Some little-known facts about Doris Day that may surprise those unfamiliar with her work. She began her career as a big band singer with Les Brown and his Band of Renown, until signing a contract with Warner Brothers when she was in her early 20's. She had a massive hit with the song, Sentimental Journey, and later was the recipient of a Grammy® Lifetime achievement award.

She is widely known for a series of romantic comedies with such co-stars as James Garner, Tony Randall and most notably Rock Hudson, with whom she shared a wonderful chemistry and lifelong friendship.

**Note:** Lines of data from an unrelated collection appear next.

//! HTTP/JSON API Layer
//!
//! Operator and game-client surface for the collapse service.
//!
//! ## Architecture
//! ```text
//! Client / admin tool
//!       ↓ HTTP POST, JSON body
//! Axum Router (port 50051)
//!       ↓
//! Service Handlers (collapse, guardian, vault)
//!       ↓                         ↓
//! TowerCollapseService      WorldRunner::with_world (actor inventories, inboxes)
//! ```
//!
//! ## Endpoint Convention
//! All endpoints follow the gRPC path pattern: `POST /tower.<Service>/<Method>`
//! Example: `POST /tower.CollapseService/Trigger`

pub mod collapse;
pub mod guardian;
pub mod vault;

use axum::{middleware, routing::get, Json, Router};
use collapse_core::constants::ANCHOR_Y_LIMIT;
use collapse_core::error::HostError;
use collapse_core::service::TowerCollapseService;
use serde::Serialize;
use std::sync::Arc;
use tower_http::cors::CorsLayer;
use tower_http::trace::TraceLayer;
use tracing::info;

use crate::metrics::ServerMetrics;
use crate::sim_world::SimWorld;
use crate::world_runner::WorldDirectory;

/// Shared state available to all API handlers
#[derive(Clone)]
pub struct ApiState {
    pub service: Arc<TowerCollapseService>,
    pub worlds: Arc<WorldDirectory>,
    pub metrics: Arc<ServerMetrics>,
}

impl ApiState {
    pub fn new(service: Arc<TowerCollapseService>, worlds: Arc<WorldDirectory>) -> Self {
        Self {
            service,
            worlds,
            metrics: ServerMetrics::new(),
        }
    }

    /// Runs `f` on the named world's thread
    pub(crate) async fn with_world<T, F>(&self, world_id: &str, f: F) -> Result<T, String>
    where
        F: FnOnce(&mut SimWorld) -> T + Send + 'static,
        T: Send + 'static,
    {
        let runner = self
            .worlds
            .get(world_id)
            .ok_or_else(|| format!("unknown world: {world_id}"))?;
        runner
            .with_world(f)
            .await
            .map_err(|e: HostError| e.to_string())
    }
}

/// Rejects anchor heights no host world can contain
pub(crate) fn check_anchor_y(y: f64) -> Result<(), String> {
    let limit = f64::from(ANCHOR_Y_LIMIT);
    if y.is_finite() && (-limit..=limit).contains(&y) {
        Ok(())
    } else {
        Err(format!("anchor y out of range: {y}"))
    }
}

#[derive(Serialize)]
struct HealthResponse {
    status: &'static str,
    version: &'static str,
    worlds: Vec<String>,
}

async fn health_check(
    axum::extract::State(state): axum::extract::State<ApiState>,
) -> Json<HealthResponse> {
    Json(HealthResponse {
        status: "ok",
        version: env!("CARGO_PKG_VERSION"),
        worlds: state.worlds.world_ids(),
    })
}

/// Build the full API router with all service endpoints
pub fn build_router(state: ApiState) -> Router {
    Router::new()
        .route("/health", get(health_check))
        .route("/metrics", get(crate::metrics::prometheus_handler))
        .route("/metrics/json", get(crate::metrics::json_metrics_handler))
        .merge(collapse::routes())
        .merge(guardian::routes())
        .merge(vault::routes())
        .layer(TraceLayer::new_for_http())
        .layer(CorsLayer::permissive())
        .layer(middleware::from_fn_with_state(
            state.clone(),
            crate::metrics::metrics_middleware,
        ))
        .with_state(state)
}

/// Serve until `shutdown` resolves
pub async fn start_api_server<S>(state: ApiState, port: u16, shutdown: S) -> anyhow::Result<()>
where
    S: std::future::Future<Output = ()> + Send + 'static,
{
    let app = build_router(state);

    let addr = format!("0.0.0.0:{}", port);
    let listener = tokio::net::TcpListener::bind(&addr).await?;
    info!("API server listening on {}", addr);

    axum::serve(listener, app)
        .with_graceful_shutdown(shutdown)
        .await?;
    Ok(())
}
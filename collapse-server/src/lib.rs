//! Tower Collapse Server Library
//!
//! Hosts the collapse service over simulated worlds:
//! - bevy ECS entity storage plus block maps per world
//! - One serialized runner thread per world
//! - HTTP/JSON API for triggers, delays, defeat reports and vault use
//! - Request and collapse metrics (Prometheus + JSON export)

pub mod api; // HTTP/JSON API endpoints
pub mod components; // ECS components (Player, Creature, Inventory, ...)
pub mod metrics; // Server metrics (Prometheus + JSON export)
pub mod sim_world; // In-memory HostWorld implementation
pub mod world_runner; // Per-world job threads

pub use api::{build_router, ApiState};
pub use sim_world::SimWorld;
pub use world_runner::{WorldDirectory, WorldRunner};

What few realize that despite the light-hearted nature of the films she was a trailblazer in that most of her characters in these films of the late 1950s and 1960s, were all young, single, successful and independent businesswomen. Day is also revered as an accomplished musical actress, some of her biggest hits in that genre include, On Moonlight Bay with Gordon McRae, Love Me or Leave Me with James Cagney, Jumbo with Jimmy Durante, Pajama Game with John Raitt and Calamity Jane with Howard Keel (which she reportedly admitted in an interview was her favorite film). Calamity Jane also features her singing Secret Love, the first of two film songs in her career that went on to win Oscars™. The other was Que Sera, Sera which Alfred Hitchcock had her sing in his thriller, The Man Who Knew Too Much. That song went on to become her theme song.

And while her romantic comedy and musical body of work was her claim to fame, Doris Day was a very accomplished and underrated dramatic actress. Her dramatic films featured co-stars that were a who's who of Hollywood's leading men of that era. She made films with such stars as the previously mentioned Rock Hudson, James Cagney, Howard Keel, Gordon McRae and James Garner, but also included Clark Gable, Cary Grant, Kirk Douglas, Frank Sinatra, David Niven, Jimmy Stewart, Ronald Reagan, Rex Harrison, Rod Taylor, and Louis Jourdan. And she worked with such acclaimed directors as Alfred Hitchcock, Michael Curtiz, and Stanley Donen.In 1989, the Golden Globes® honored her body of work with the Cecil B. DeMille Award.

After leaving films she became star of a successful television sit-com, The Doris Day Show which ran for five years on CBS. She also earned great respect for her years of work as an animal rights benefactor creating the Doris Day Pet Foundation and the Doris Day Animal League that later merged with the Humane Society.

The TCM Tribute to Doris Day is the perfect way to spend a day appreciating the talents of one of the last great stars of Hollywood. And after watching those if you'd like to enjoy even more of her great work, I highly recommend some of my favorites not included in this tribute. Those are Young at Heart, Teacher's Pet, Pajama Game, Jumbo, Young Man with a Horn, It Happened to Jane, That Touch of Mink, The Thrill of It All, and Midnight Lace.